National brain tumour research funding needs to increase to £30-35 million a year
Plymouth team publishes new research
A new publication by the Brain Tumour Research Centre of Excellence at the University of Plymouth could help patients with a genetic condition closely linked to brain tumours.
A paper, published in the influential journal Neurology, highlights the importance of personalised medicine in developing more effective, targeted treatments for the nervous system disorder neurofibromatosis (NF).
The publication is of significant interest to the brain tumour community because as many as 9% of patients diagnosed with a particular form, NF1, go on to develop brain stem glioma.
These include patients such as Jasmine Bayly (pictured) who was diagnosed with NF1 at the age of eight and then learned at the age of 13 that she had an inoperable brain tumour. Now 22 and a student, Jasmine said: “I had to go through two years of chemotherapy which was tough, not just for me but for my family as well.
“Fortunately, I am doing well at the moment although I have been left with Postural Tachycardia Syndrome (PoTs) which causes me severe fatigue. Anything which can be done to get a better understanding of neurofibromatosis and brain tumours is a good thing and I am really pleased to think that specialist research is taking place in this field.”

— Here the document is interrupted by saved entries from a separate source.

//! Schedule quality figures computed from a finished run.

use chrono::NaiveDateTime;
use pyo3::prelude::*;
use std::collections::HashMap;

use crate::models::ScheduleResult;

use super::core::hours_between;

/// Delay and load figures for one schedule.
#[pyclass]
#[derive(Clone, Debug, Default, PartialEq)]
pub struct ScheduleSummary {
    #[pyo3(get)]
    pub scheduled_count: usize,
    #[pyo3(get)]
    pub unscheduled_count: usize,
    /// Entries finishing after their due date
    #[pyo3(get)]
    pub late_count: usize,
    #[pyo3(get)]
    pub total_delay_hours: f64,
    #[pyo3(get)]
    pub max_delay_hours: f64,
    /// Earliest start across all entries
    #[pyo3(get)]
    pub makespan_start: Option<NaiveDateTime>,
    /// Latest end across all entries
    #[pyo3(get)]
    pub makespan_end: Option<NaiveDateTime>,
    /// Processing hours per machine id (setup is not included)
    #[pyo3(get)]
    pub busy_hours_by_machine: HashMap<String, f64>,
}

impl ScheduleSummary {
    pub fn calculate(result: &ScheduleResult) -> Self {
        let mut summary = Self {
            scheduled_count: result.entries.len(),
            unscheduled_count: result.unscheduled_job_ids.len(),
            ..Self::default()
        };

        for entry in &result.entries {
            if entry.delay_hours > 0.0 {
                summary.late_count += 1;
            }
            summary.total_delay_hours += entry.delay_hours;
            summary.max_delay_hours = summary.max_delay_hours.max(entry.delay_hours);

            summary.makespan_start = Some(match summary.makespan_start {
                Some(s) => s.min(entry.start_time),
                None => entry.start_time,
            });
            summary.makespan_end = Some(match summary.makespan_end {
                Some(e) => e.max(entry.end_time),
                None => entry.end_time,
            });

            *summary
                .busy_hours_by_machine
                .entry(entry.machine_id.clone())
                .or_insert(0.0) += hours_between(entry.start_time, entry.end_time);
        }

        summary
    }
}

#[pymethods]
impl ScheduleSummary {
    /// Hours between the earliest start and the latest end (0 when empty).
    pub fn makespan_hours(&self) -> f64 {
        match (self.makespan_start, self.makespan_end) {
            (Some(start), Some(end)) => hours_between(start, end),
            _ => 0.0,
        }
    }

    fn __repr__(&self) -> String {
        format!(
            "ScheduleSummary(scheduled={}, unscheduled={}, late={}, total_delay_hours={:.2})",
            self.scheduled_count, self.unscheduled_count, self.late_count, self.total_delay_hours
        )
    }
}

#[cfg(test)]
mod tests {
    use super::*;
    use crate::models::ScheduleEntry;
    use chrono::NaiveDate;

    fn at(hour: u32) -> NaiveDateTime {
        NaiveDate::from_ymd_opt(2025, 2, 1)
            .unwrap()
            .and_hms_opt(hour, 0, 0)
            .unwrap()
    }

    fn entry(job: &str, machine: &str, start: u32, end: u32, delay: f64) -> ScheduleEntry {
        ScheduleEntry {
            job_id: job.to_string(),
            job_type: "T".to_string(),
            machine_id: machine.to_string(),
            machine_type: "A".to_string(),
            start_time: at(start),
            end_time: at(end),
            due_date: at(end),
            delay_hours: delay,
        }
    }

    #[test]
    fn test_empty_summary() {
        let summary = ScheduleSummary::calculate(&ScheduleResult::default());
        assert_eq!(summary.scheduled_count, 0);
        assert_eq!(summary.makespan_start, None);
        assert_eq!(summary.makespan_hours(), 0.0);
    }

    #[test]
    fn test_summary_figures() {
        let result = ScheduleResult {
            entries: vec![
                entry("J1", "M1", 8, 10, 0.0),
                entry("J2", "M2", 9, 12, 1.5),
                entry("J3", "M1", 11, 14, 3.0),
            ],
            unscheduled_job_ids: vec!["J4".to_string()],
        };
        let summary = result.summary();

        assert_eq!(summary.scheduled_count, 3);
        assert_eq!(summary.unscheduled_count, 1);
        assert_eq!(summary.late_count, 2);
        assert!((summary.total_delay_hours - 4.5).abs() < 1e-9);
        assert!((summary.max_delay_hours - 3.0).abs() < 1e-9);
        assert_eq!(summary.makespan_start, Some(at(8)));
        assert_eq!(summary.makespan_end, Some(at(14)));
        assert!((summary.makespan_hours() - 6.0).abs() < 1e-9);
        assert!((summary.busy_hours_by_machine["M1"] - 5.0).abs() < 1e-9);
        assert!((summary.busy_hours_by_machine["M2"] - 3.0).abs() < 1e-9);
    }
}
//! Per-run machine availability clocks, grouped by machine type.

use chrono::NaiveDateTime;
use rustc_hash::FxHashMap;
use std::cmp::Reverse;
use std::collections::BinaryHeap;

use crate::models::Machine;

/// Owned working copy of machine availability for one scheduling run.
///
/// Each machine type keeps a min-heap keyed by `(available_at, input_index)`,
/// so the heap top is the earliest-available machine of that type and ties
/// go to the machine listed first. Caller-held `Machine` values are never
/// touched.
#[derive(Clone, Debug)]
pub struct MachinePool<'m> {
    machines: &'m [Machine],
    /// Current clock per machine, indexed like `machines`
    clocks: Vec<NaiveDateTime>,
    queues: FxHashMap<&'m str, BinaryHeap<Reverse<(NaiveDateTime, usize)>>>,
}

impl<'m> MachinePool<'m> {
    pub fn new(machines: &'m [Machine]) -> Self {
        let mut queues: FxHashMap<&'m str, BinaryHeap<Reverse<(NaiveDateTime, usize)>>> =
            FxHashMap::default();
        for (idx, machine) in machines.iter().enumerate() {
            queues
                .entry(machine.machine_type.as_str())
                .or_default()
                .push(Reverse((machine.available_at, idx)));
        }
        Self {
            machines,
            clocks: machines.iter().map(|m| m.available_at).collect(),
            queues,
        }
    }

    pub fn machine(&self, idx: usize) -> &'m Machine {
        &self.machines[idx]
    }

    /// Number of machines of the given type.
    pub fn compatible_count(&self, machine_type: &str) -> usize {
        self.queues.get(machine_type).map_or(0, |q| q.len())
    }

    /// Earliest-available machine of a type as `(index, available_at)`.
    pub fn earliest(&self, machine_type: &str) -> Option<(usize, NaiveDateTime)> {
        self.queues
            .get(machine_type)
            .and_then(|q| q.peek())
            .map(|Reverse((at, idx))| (*idx, *at))
    }

    /// Move the earliest machine of `machine_type` forward to `until`.
    ///
    /// Returns the index of the advanced machine, or `None` when the type has
    /// no machines. Clocks never move backwards.
    pub fn advance_earliest(&mut self, machine_type: &str, until: NaiveDateTime) -> Option<usize> {
        let queue = self.queues.get_mut(machine_type)?;
        let Reverse((at, idx)) = queue.pop()?;
        let next = until.max(at);
        queue.push(Reverse((next, idx)));
        self.clocks[idx] = next;
        Some(idx)
    }

    /// Current clock of every machine, in input order.
    pub fn clocks(&self) -> impl Iterator<Item = (&'m Machine, NaiveDateTime)> + '_ {
        self.machines.iter().zip(self.clocks.iter().copied())
    }
}

#[cfg(test)]
mod tests {
    use super::*;
    use chrono::NaiveDate;

    fn at(hour: u32) -> NaiveDateTime {
        NaiveDate::from_ymd_opt(2025, 1, 1)
            .unwrap()
            .and_hms_opt(hour, 0, 0)
            .unwrap()
    }

    fn machine(id: &str, kind: &str, hour: u32) -> Machine {
        Machine {
            machine_id: id.to_string(),
            machine_type: kind.to_string(),
            available_at: at(hour),
        }
    }

    #[test]
    fn test_earliest_picks_minimum_clock() {
        let machines = vec![
            machine("M1", "A", 10),
            machine("M2", "A", 8),
            machine("M3", "B", 6),
        ];
        let pool = MachinePool::new(&machines);
        assert_eq!(pool.earliest("A"), Some((1, at(8))));
        assert_eq!(pool.earliest("B"), Some((2, at(6))));
        assert_eq!(pool.earliest("C"), None);
        assert_eq!(pool.compatible_count("A"), 2);
        assert_eq!(pool.compatible_count("C"), 0);
    }

    #[test]
    fn test_ties_go_to_first_listed_machine() {
        let machines = vec![
            machine("M9", "A", 8),
            machine("M1", "A", 8),
            machine("M5", "A", 8),
        ];
        let pool = MachinePool::new(&machines);
        assert_eq!(pool.earliest("A"), Some((0, at(8))));
    }

    #[test]
    fn test_advance_rotates_machines() {
        let machines = vec![machine("M1", "A", 8), machine("M2", "A", 8)];
        let mut pool = MachinePool::new(&machines);

        assert_eq!(pool.advance_earliest("A", at(10)), Some(0));
        assert_eq!(pool.earliest("A"), Some((1, at(8))));

        assert_eq!(pool.advance_earliest("A", at(9)), Some(1));
        assert_eq!(pool.earliest("A"), Some((1, at(9))));

        let clocks: Vec<_> = pool.clocks().map(|(m, t)| (m.machine_id.as_str(), t)).collect();
        assert_eq!(clocks, vec![("M1", at(10)), ("M2", at(9))]);
    }

    #[test]
    fn test_clock_never_moves_backwards() {
        let machines = vec![machine("M1", "A", 12)];
        let mut pool = MachinePool::new(&machines);
        pool.advance_earliest("A", at(9));
        assert_eq!(pool.earliest("A"), Some((0, at(12))));
    }

    #[test]
    fn test_caller_machines_untouched() {
        let machines = vec![machine("M1", "A", 8)];
        let mut pool = MachinePool::new(&machines);
        pool.advance_earliest("A", at(20));
        assert_eq!(machines[0].available_at, at(8));
    }

    #[test]
    fn test_advance_unknown_type() {
        let machines: Vec<Machine> = vec![];
        let mut pool = MachinePool::new(&machines);
        assert_eq!(pool.advance_earliest("A", at(9)), None);
    }
}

The paper from Professor Oliver Hanemann and his team pulls together previously published information on genetic factors that contribute to neurofibromatosis.
It describes how our increasing understanding of the genetic changes that contribute to NF1 and NF2 can be valuable for identifying specific subtypes of disease. This seems to be more straightforward for NF2, where analysis of known genetic changes has helped to devise the severity score (mild / moderately severe / severe).

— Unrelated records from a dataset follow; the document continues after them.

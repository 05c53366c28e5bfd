// redactkit-core/src/matcher.rs
//! Single-pass pattern matching.
//!
//! Patterns are applied in the order given (highest priority first). Each raw match goes
//! through overlap arbitration, the pattern's validator, the optional false-positive filter,
//! confidence scoring and the whitelist before a placeholder is assigned to it.

use log::{debug, warn};

use redactkit_context::context_window;

use crate::config::DetectOptions;
use crate::context::{ContextScorer, DocumentType};
use crate::detection::{log_detection_debug, log_rejection_debug, Detection};
use crate::errors::{PatternFailure, RedactError};
use crate::false_positive::FalsePositiveFilter;
use crate::overlap::{ProcessedRanges, Span};
use crate::patterns::Pattern;
use crate::placeholder::PlaceholderGenerator;
use crate::safe_regex::{exec_all, ExecLimits};

/// Bytes on each side of a value handed to validators and the false-positive filter.
pub const CONTEXT_RADIUS: usize = 50;

/// Detections accepted by one matcher run plus the patterns that were abandoned.
#[derive(Debug, Clone, Default)]
pub struct MatchOutcome {
    pub detections: Vec<Detection>,
    pub failures: Vec<PatternFailure>,
}

/// Applies patterns to one text under a fixed set of options.
///
/// The matcher borrows everything it needs for the duration of a single `detect()` call;
/// the mutable run state (claimed spans, placeholder memo) is passed into [`run`](Self::run).
pub struct PatternMatcher<'a> {
    options: &'a DetectOptions,
    scorer: &'a ContextScorer,
    filter: &'a FalsePositiveFilter,
    /// Lowercased, non-empty whitelist terms.
    whitelist: Vec<String>,
    doc_type: DocumentType,
    limits: ExecLimits,
}

impl<'a> PatternMatcher<'a> {
    pub fn new(
        text: &str,
        options: &'a DetectOptions,
        scorer: &'a ContextScorer,
        filter: &'a FalsePositiveFilter,
        whitelist: &[String],
    ) -> Self {
        let doc_type = if options.enable_context_analysis {
            ContextScorer::infer_document_type(text)
        } else {
            DocumentType::Document
        };
        debug!("Inferred document type: {:?}", doc_type);

        Self {
            options,
            scorer,
            filter,
            whitelist: whitelist
                .iter()
                .map(|term| term.trim().to_lowercase())
                .filter(|term| !term.is_empty())
                .collect(),
            doc_type,
            limits: ExecLimits::new(options.regex_timeout_ms, options.max_matches),
        }
    }

    fn is_whitelisted(&self, value: &str) -> bool {
        let lowered = value.to_lowercase();
        self.whitelist.iter().any(|term| lowered.contains(term.as_str()))
    }

    /// Runs `patterns` over `text`, claiming spans in `ranges` as detections are accepted.
    ///
    /// A pattern that times out or hits its match ceiling is recorded as a failure and
    /// skipped, unless `continue_on_pattern_error` is off, in which case the error is returned.
    pub fn run(
        &self,
        text: &str,
        patterns: &[&Pattern],
        ranges: &mut ProcessedRanges,
        placeholders: &mut PlaceholderGenerator,
    ) -> Result<MatchOutcome, RedactError> {
        let mut outcome = MatchOutcome::default();

        for pattern in patterns {
            let raw_matches = match exec_all(pattern, text, self.limits.for_pattern(pattern)) {
                Ok(found) => found,
                Err(e) if e.is_pattern_runtime() && self.options.continue_on_pattern_error => {
                    warn!("Skipping pattern '{}' for this call: {}", pattern.pattern_type, e);
                    if let Some(failure) = PatternFailure::from_error(&e) {
                        outcome.failures.push(failure);
                    }
                    continue;
                }
                Err(e) => return Err(e),
            };
            debug!("Pattern '{}' produced {} raw matches.", pattern.pattern_type, raw_matches.len());

            for raw in raw_matches {
                let (start, end) = raw.value_range();
                let Some(span) = Span::new(start, end) else {
                    continue;
                };
                if ranges.overlaps(&span) {
                    continue;
                }
                if let Some(detection) = self.evaluate(text, pattern, span, placeholders)? {
                    ranges.push(span);
                    log_detection_debug(module_path!(), &detection);
                    outcome.detections.push(detection);
                }
            }
        }

        Ok(outcome)
    }

    /// Steps 4-9 for one candidate that survived overlap arbitration.
    fn evaluate(
        &self,
        text: &str,
        pattern: &Pattern,
        span: Span,
        placeholders: &mut PlaceholderGenerator,
    ) -> Result<Option<Detection>, RedactError> {
        let value = &text[span.start..span.end];
        let context = context_window(text, span.start, span.end, CONTEXT_RADIUS);

        if !pattern.accepts(value, context) {
            let reason = RedactError::ValidationFailed(pattern.pattern_type.clone()).to_string();
            log_rejection_debug(module_path!(), &pattern.pattern_type, value, &reason);
            return Ok(None);
        }

        if self.options.enable_false_positive_filter {
            let verdict = self.filter.classify(value, context);
            if verdict.rejects_at(self.options.false_positive_threshold) {
                log_rejection_debug(module_path!(), &pattern.pattern_type, value, "false positive");
                return Ok(None);
            }
        }

        let confidence = if self.options.enable_context_analysis {
            self.scorer
                .score_in(self.doc_type, text, value, &pattern.pattern_type, span)
        } else {
            1.0
        };
        if confidence < self.options.confidence_threshold {
            log_rejection_debug(module_path!(), &pattern.pattern_type, value, "low confidence");
            return Ok(None);
        }

        if self.is_whitelisted(value) {
            log_rejection_debug(module_path!(), &pattern.pattern_type, value, "whitelisted");
            return Ok(None);
        }

        let placeholder = placeholders.placeholder_for(value, pattern, text)?;
        Ok(Some(Detection {
            pattern_type: pattern.pattern_type.clone(),
            value: value.to_string(),
            placeholder,
            span,
            severity: pattern.severity,
            confidence,
        }))
    }
}

#[cfg(test)]
mod tests {
    use super::*;
    use crate::config::Severity;

    struct Fixture {
        options: DetectOptions,
        scorer: ContextScorer,
        filter: FalsePositiveFilter,
    }

    impl Fixture {
        fn new(options: DetectOptions) -> Self {
            Self {
                options,
                scorer: ContextScorer::new().unwrap(),
                filter: FalsePositiveFilter::new(),
            }
        }

        fn run(&self, text: &str, patterns: &[&Pattern], whitelist: &[String]) -> MatchOutcome {
            let matcher = PatternMatcher::new(text, &self.options, &self.scorer, &self.filter, whitelist);
            let mut ranges = ProcessedRanges::new();
            let mut placeholders = PlaceholderGenerator::new(false);
            matcher.run(text, patterns, &mut ranges, &mut placeholders).unwrap()
        }
    }

    fn pattern(t: &str, source: &str, priority: i32) -> Pattern {
        Pattern::new(t, source, priority, &format!("[{}_{{n}}]", t), Severity::High).unwrap()
    }

    #[test]
    fn higher_priority_pattern_keeps_overlapping_text() {
        let fx = Fixture::new(DetectOptions::default().with_context_analysis(false));
        let long = pattern("LONG", r"\d{3}-\d{2}-\d{4}", 90);
        let short = pattern("SHORT", r"\d{4}", 10);
        let out = fx.run("id 123-45-6789 and 9999", &[&long, &short], &[]);
        let types: Vec<&str> = out.detections.iter().map(|d| d.pattern_type.as_str()).collect();
        assert_eq!(types, vec!["LONG", "SHORT"]);
        assert_eq!(out.detections[1].value, "9999");
    }

    #[test]
    fn capture_group_defines_the_span() {
        let fx = Fixture::new(DetectOptions::default().with_context_analysis(false));
        let p = pattern("KEY", r"key=(\w+)", 50);
        let out = fx.run("set key=abc123 now", &[&p], &[]);
        assert_eq!(out.detections.len(), 1);
        assert_eq!(out.detections[0].value, "abc123");
        assert_eq!(out.detections[0].span, Span::new(8, 14).unwrap());
    }

    #[test]
    fn validator_and_whitelist_reject_candidates() {
        let fx = Fixture::new(DetectOptions::default().with_context_analysis(false));
        let p = pattern("CODE", r"[A-Z]{3}\d{3}", 50).with_validator(|v: &str, _: &str| !v.starts_with("ZZZ"));
        let whitelist = vec!["abc".to_string()];
        let out = fx.run("ZZZ111 ABC222 QRS333", &[&p], &whitelist);
        let values: Vec<&str> = out.detections.iter().map(|d| d.value.as_str()).collect();
        assert_eq!(values, vec!["QRS333"]);
    }

    #[test]
    fn false_positive_filter_drops_test_data() {
        let options = DetectOptions::default().with_false_positive_filter(true);
        let fx = Fixture::new(options);
        let p = pattern("US_SSN", r"\b\d{3}-\d{2}-\d{4}\b", 85);
        assert!(fx.run("test SSN: 123-45-6789", &[&p], &[]).detections.is_empty());
    }

    #[test]
    fn confidence_is_one_without_context_analysis() {
        let fx = Fixture::new(DetectOptions::default().with_context_analysis(false));
        let p = pattern("WORD", r"secret", 50);
        let out = fx.run("an example secret", &[&p], &[]);
        assert_eq!(out.detections[0].confidence, 1.0);
    }

    #[test]
    fn runtime_failures_are_recorded_and_skipped() {
        let mut options = DetectOptions::default().with_context_analysis(false);
        options.max_matches = 3;
        let fx = Fixture::new(options);
        let noisy = pattern("NOISY", r"a", 90);
        let email = pattern("EMAIL", r"\S+@\S+", 80);
        let out = fx.run("aaaa bob@x.io", &[&noisy, &email], &[]);
        assert_eq!(out.failures.len(), 1);
        assert_eq!(out.failures[0].pattern_type, "NOISY");
        assert_eq!(out.detections.len(), 1);
        assert_eq!(out.detections[0].value, "bob@x.io");
    }

    #[test]
    fn runtime_failures_abort_when_configured() {
        let mut options = DetectOptions::default().with_context_analysis(false);
        options.max_matches = 3;
        options.continue_on_pattern_error = false;
        let fx = Fixture::new(options);
        let noisy = pattern("NOISY", r"a", 90);
        let matcher = PatternMatcher::new("aaaa", &fx.options, &fx.scorer, &fx.filter, &[]);
        let mut ranges = ProcessedRanges::new();
        let mut placeholders = PlaceholderGenerator::new(false);
        let err = matcher.run("aaaa", &[&noisy], &mut ranges, &mut placeholders).unwrap_err();
        assert!(matches!(err, RedactError::RegexMaxMatches { .. }));
    }
}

Things seem to be much more complex and challenging for NF1, where a very wide range of genetic changes have been identified, with no clear links with different types of NF1.
Having a better understanding of the different subtypes of neurofibromatosis and their contributing genetic factors will help in the design of any future clinical trials, such that potential treatments could be tested on a group of patients with a similar type of disease. This, in turn, would help in the development of more targeted treatments.